My point being, Valve supports CombatText. Valve supports your own custom scoreboards. Valve supports your right to remove/add as many elements as you want, as long as they fall under the restrictions that they place on the game. The downfall of your subscribers question was this right here:
this is going outside of the game to change something in the game that other people do not have, and this change helps me defeat people
You can go outside of game and get yourself a decent gaming mouse, a decent mousepad that tracks well, a 120Hz monitor, and every script in the world. The same goes for other games too. If it's available to you once you go into the game, it's not cheating. Yes it can be an advantage, and you might think it's unfair, but I'm sorry to say you didn't make the game. You simply play it under the defined rules that the maker of the game set for you. Valve can ban you for using a FOV exploit like FOV changer because they feel that is outside the rules they made. They can ban you for hacking to gain obvious advantages because it falls outside the rules they made. Hell, Valve can even say "No more custom HUD's" and enforce specific files to make sure you never have a custom HUD ever again, but they don't because they don't mind if you use them. Valve sets the rules and the players can do anything they want as long as they remain in that set of rules.
This brings up a second noob question though; "Well the Ullapool Caber and Natascha are both "in the game", doesn't that mean you shouldn't change the rules that Valve set for you?"
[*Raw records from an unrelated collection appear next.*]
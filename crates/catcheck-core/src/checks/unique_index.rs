use std::collections::BTreeSet;

use catcheck_error::{CatcheckError, Result};
use catcheck_types::{UniqueIndexViolation, Violation};
use tracing::debug;

use super::quote_ident;
use crate::connection::Connection;
use crate::registry::{Check, CheckEnv, CheckFindings};

pub const UNIQUE_INDEX_DISCOVERY_SQL: &str = "SELECT table_oid, table_name, index_name, column_names \
     FROM catcheck_unique_index ORDER BY table_name, index_name";

/// Finds unique catalog indexes holding duplicate keys on any member.
///
/// Runs entirely over the coordinator connection: indexed relations are
/// expected to expose a `gp_segment_id` column covering every member.
#[derive(Debug, Clone)]
pub struct UniqueIndexCheck {
    discovery_sql: String,
}

impl Default for UniqueIndexCheck {
    fn default() -> Self {
        Self {
            discovery_sql: UNIQUE_INDEX_DISCOVERY_SQL.to_owned(),
        }
    }
}

struct UniqueIndex {
    table_oid: i64,
    table_name: String,
    index_name: String,
    column_names: String,
}

impl UniqueIndexCheck {
    #[must_use]
    pub fn with_discovery_sql(mut self, sql: impl Into<String>) -> Self {
        self.discovery_sql = sql.into();
        self
    }

    fn discover(&self, conn: &dyn Connection) -> Result<Vec<UniqueIndex>> {
        conn.query(&self.discovery_sql)?
            .dict_result()
            .into_iter()
            .map(|row| {
                let text = |column: &str| {
                    row.get(column)
                        .and_then(|v| v.to_text())
                        .ok_or_else(|| CatcheckError::query(&self.discovery_sql, format!("missing {column}")))
                };
                Ok(UniqueIndex {
                    table_oid: row.get("table_oid").and_then(|v| v.as_i64()).unwrap_or_default(),
                    table_name: text("table_name")?,
                    index_name: text("index_name")?,
                    column_names: text("column_names")?,
                })
            })
            .collect()
    }
}

/// Content ids holding more than one row per non-null key.
fn duplicate_key_sql(table: &str, columns: &[&str]) -> String {
    let cols = columns
        .iter()
        .map(|c| quote_ident(c))
        .collect::<Vec<_>>()
        .join(", ");
    let not_null = columns
        .iter()
        .map(|c| format!("{} IS NOT NULL", quote_ident(c)))
        .collect::<Vec<_>>()
        .join(" AND ");
    format!(
        "SELECT DISTINCT gp_segment_id FROM (\
         SELECT gp_segment_id FROM {table} WHERE {not_null} \
         GROUP BY gp_segment_id, {cols} HAVING count(*) > 1) AS violations \
         ORDER BY gp_segment_id",
        table = quote_ident(table)
    )
}

impl Check for UniqueIndexCheck {
    fn run_check(&self, env: &CheckEnv<'_>) -> Result<CheckFindings> {
        let indexes = self.discover(env.coordinator)?;
        let mut violations = Vec::new();

        for index in indexes {
            let columns: Vec<&str> = index
                .column_names
                .split(',')
                .map(str::trim)
                .filter(|c| !c.is_empty())
                .collect();
            if columns.is_empty() {
                debug!(index = %index.index_name, "unique index without columns skipped");
                continue;
            }

            let rows = env
                .coordinator
                .query(&duplicate_key_sql(&index.table_name, &columns))?;
            let violated_segments: BTreeSet<i32> = rows
                .get_result()
                .iter()
                .filter_map(|row| row.first().and_then(|v| v.as_i64()))
                .filter_map(|id| i32::try_from(id).ok())
                .collect();

            if !violated_segments.is_empty() {
                debug!(
                    table = %index.table_name,
                    index = %index.index_name,
                    segments = ?violated_segments,
                    "unique index violated"
                );
                violations.push(Violation::from(UniqueIndexViolation {
                    table_oid: index.table_oid,
                    table_name: index.table_name,
                    index_name: index.index_name,
                    column_names: index.column_names,
                    violated_segments,
                }));
            }
        }

        Ok(violations.into())
    }
}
Players can change the rules in ONE direction. They cannot remove rules, they can only create more. They can never "unrestrict" things, but they can continue to "restrict" things all they want. Players can always ADD more restrictions, but they can never remove ones previously set by the maker. For instance, we could ban the modification of HUD's in major leagues if we deemed it too powerful to use. We can also ban weapons because we feel they impede the game as we want to play it. But we can never remove the restrictions set bythe developer.